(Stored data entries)

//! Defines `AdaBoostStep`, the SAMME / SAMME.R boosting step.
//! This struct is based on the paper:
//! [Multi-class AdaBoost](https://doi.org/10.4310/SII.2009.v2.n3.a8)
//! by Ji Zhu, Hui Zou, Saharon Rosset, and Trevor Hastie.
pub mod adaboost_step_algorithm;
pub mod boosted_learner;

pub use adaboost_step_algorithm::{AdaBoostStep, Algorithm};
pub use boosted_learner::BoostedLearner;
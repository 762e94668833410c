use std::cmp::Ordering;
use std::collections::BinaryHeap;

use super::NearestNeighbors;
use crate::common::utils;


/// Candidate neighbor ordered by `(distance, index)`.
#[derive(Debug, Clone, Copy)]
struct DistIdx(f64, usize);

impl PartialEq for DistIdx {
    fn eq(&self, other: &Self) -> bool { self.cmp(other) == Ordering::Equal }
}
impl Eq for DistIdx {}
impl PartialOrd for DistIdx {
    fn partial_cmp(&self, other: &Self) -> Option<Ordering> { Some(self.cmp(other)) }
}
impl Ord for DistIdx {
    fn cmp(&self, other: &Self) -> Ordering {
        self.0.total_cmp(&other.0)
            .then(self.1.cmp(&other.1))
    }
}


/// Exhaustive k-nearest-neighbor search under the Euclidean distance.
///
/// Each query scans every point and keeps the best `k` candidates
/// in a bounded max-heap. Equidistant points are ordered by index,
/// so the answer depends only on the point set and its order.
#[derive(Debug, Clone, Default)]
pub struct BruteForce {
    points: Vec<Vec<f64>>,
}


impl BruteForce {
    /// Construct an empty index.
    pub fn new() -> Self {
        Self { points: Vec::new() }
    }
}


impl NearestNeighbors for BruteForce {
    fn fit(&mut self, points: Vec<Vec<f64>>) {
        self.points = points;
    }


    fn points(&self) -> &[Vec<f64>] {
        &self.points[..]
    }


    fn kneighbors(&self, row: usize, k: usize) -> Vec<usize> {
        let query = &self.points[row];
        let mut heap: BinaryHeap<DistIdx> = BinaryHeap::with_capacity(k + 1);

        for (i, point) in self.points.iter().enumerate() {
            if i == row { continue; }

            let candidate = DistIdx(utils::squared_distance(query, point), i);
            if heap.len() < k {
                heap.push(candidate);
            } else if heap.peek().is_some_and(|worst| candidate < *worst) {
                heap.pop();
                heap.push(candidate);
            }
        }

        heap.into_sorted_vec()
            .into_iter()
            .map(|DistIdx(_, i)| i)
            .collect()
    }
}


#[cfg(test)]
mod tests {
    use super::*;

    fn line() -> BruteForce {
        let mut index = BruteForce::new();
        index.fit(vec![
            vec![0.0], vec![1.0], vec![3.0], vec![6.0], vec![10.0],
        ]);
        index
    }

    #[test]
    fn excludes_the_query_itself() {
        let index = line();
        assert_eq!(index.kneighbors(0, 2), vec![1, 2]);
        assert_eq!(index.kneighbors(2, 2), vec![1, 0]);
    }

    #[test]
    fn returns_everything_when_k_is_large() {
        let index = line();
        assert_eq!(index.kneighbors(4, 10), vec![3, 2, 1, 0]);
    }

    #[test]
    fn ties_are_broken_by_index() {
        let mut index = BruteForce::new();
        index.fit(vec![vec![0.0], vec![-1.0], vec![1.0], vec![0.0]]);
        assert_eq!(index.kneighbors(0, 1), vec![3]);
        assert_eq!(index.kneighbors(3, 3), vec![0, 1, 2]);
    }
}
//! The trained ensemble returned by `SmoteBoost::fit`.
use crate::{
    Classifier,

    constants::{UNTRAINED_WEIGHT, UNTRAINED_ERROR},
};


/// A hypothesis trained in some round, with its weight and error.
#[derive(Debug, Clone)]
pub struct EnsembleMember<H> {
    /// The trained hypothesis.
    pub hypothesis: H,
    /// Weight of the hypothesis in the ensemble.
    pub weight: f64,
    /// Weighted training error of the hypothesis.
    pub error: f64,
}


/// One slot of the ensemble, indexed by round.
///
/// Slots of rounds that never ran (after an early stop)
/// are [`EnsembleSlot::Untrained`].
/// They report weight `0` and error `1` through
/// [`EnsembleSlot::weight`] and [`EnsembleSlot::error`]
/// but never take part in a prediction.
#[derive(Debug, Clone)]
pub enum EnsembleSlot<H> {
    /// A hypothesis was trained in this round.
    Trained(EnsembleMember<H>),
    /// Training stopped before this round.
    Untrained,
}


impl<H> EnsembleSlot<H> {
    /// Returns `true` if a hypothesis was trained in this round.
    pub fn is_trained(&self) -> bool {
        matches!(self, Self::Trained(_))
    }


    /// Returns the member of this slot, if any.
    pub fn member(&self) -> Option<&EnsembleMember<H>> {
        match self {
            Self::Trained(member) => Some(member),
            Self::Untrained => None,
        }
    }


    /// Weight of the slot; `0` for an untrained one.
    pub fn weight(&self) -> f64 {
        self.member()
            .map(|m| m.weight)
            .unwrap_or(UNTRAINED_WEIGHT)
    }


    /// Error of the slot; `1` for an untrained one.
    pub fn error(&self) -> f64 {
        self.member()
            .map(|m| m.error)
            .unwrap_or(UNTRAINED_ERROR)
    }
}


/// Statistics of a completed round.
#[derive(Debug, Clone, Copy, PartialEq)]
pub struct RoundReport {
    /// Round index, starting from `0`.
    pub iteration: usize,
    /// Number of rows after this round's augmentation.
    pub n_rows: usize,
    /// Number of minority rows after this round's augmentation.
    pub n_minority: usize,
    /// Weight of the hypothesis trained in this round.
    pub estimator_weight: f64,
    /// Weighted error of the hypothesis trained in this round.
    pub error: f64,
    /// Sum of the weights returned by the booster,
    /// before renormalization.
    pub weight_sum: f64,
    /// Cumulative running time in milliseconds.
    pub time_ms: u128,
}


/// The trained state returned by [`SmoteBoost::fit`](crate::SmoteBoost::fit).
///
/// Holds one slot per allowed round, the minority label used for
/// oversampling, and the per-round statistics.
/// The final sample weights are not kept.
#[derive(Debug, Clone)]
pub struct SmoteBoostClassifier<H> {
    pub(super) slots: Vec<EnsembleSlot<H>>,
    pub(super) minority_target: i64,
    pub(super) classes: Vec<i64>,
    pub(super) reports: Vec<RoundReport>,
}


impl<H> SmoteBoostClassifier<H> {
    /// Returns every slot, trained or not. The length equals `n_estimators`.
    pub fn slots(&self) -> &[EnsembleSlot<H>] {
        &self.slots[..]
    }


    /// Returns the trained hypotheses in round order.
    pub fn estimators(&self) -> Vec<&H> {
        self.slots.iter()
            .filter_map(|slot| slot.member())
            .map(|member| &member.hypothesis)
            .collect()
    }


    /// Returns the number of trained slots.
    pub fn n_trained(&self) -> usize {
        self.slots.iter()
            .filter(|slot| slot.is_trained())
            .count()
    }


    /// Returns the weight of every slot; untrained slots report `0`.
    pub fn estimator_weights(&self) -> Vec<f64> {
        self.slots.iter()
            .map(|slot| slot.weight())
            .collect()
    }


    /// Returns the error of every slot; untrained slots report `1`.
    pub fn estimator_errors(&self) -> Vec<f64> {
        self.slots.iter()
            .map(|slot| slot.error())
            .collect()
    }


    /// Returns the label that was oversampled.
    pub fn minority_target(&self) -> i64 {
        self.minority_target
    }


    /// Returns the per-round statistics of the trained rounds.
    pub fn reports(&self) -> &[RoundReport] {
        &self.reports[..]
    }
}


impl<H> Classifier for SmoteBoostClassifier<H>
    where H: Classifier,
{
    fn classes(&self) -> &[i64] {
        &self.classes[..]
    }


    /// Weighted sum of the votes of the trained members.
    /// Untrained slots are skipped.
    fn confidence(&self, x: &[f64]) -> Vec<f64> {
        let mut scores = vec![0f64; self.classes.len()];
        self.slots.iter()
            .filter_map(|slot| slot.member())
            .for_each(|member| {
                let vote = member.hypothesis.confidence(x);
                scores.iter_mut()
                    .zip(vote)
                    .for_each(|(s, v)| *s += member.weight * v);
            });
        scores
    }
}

• _Required action_: Go through the records above and, whenever a line includes the word "after", copy it.

• _Answer for the task_:
/// Slots of rounds that never ran (after an early stop)
    /// Number of rows after this round's augmentation.
    /// Number of minority rows after this round's augmentation.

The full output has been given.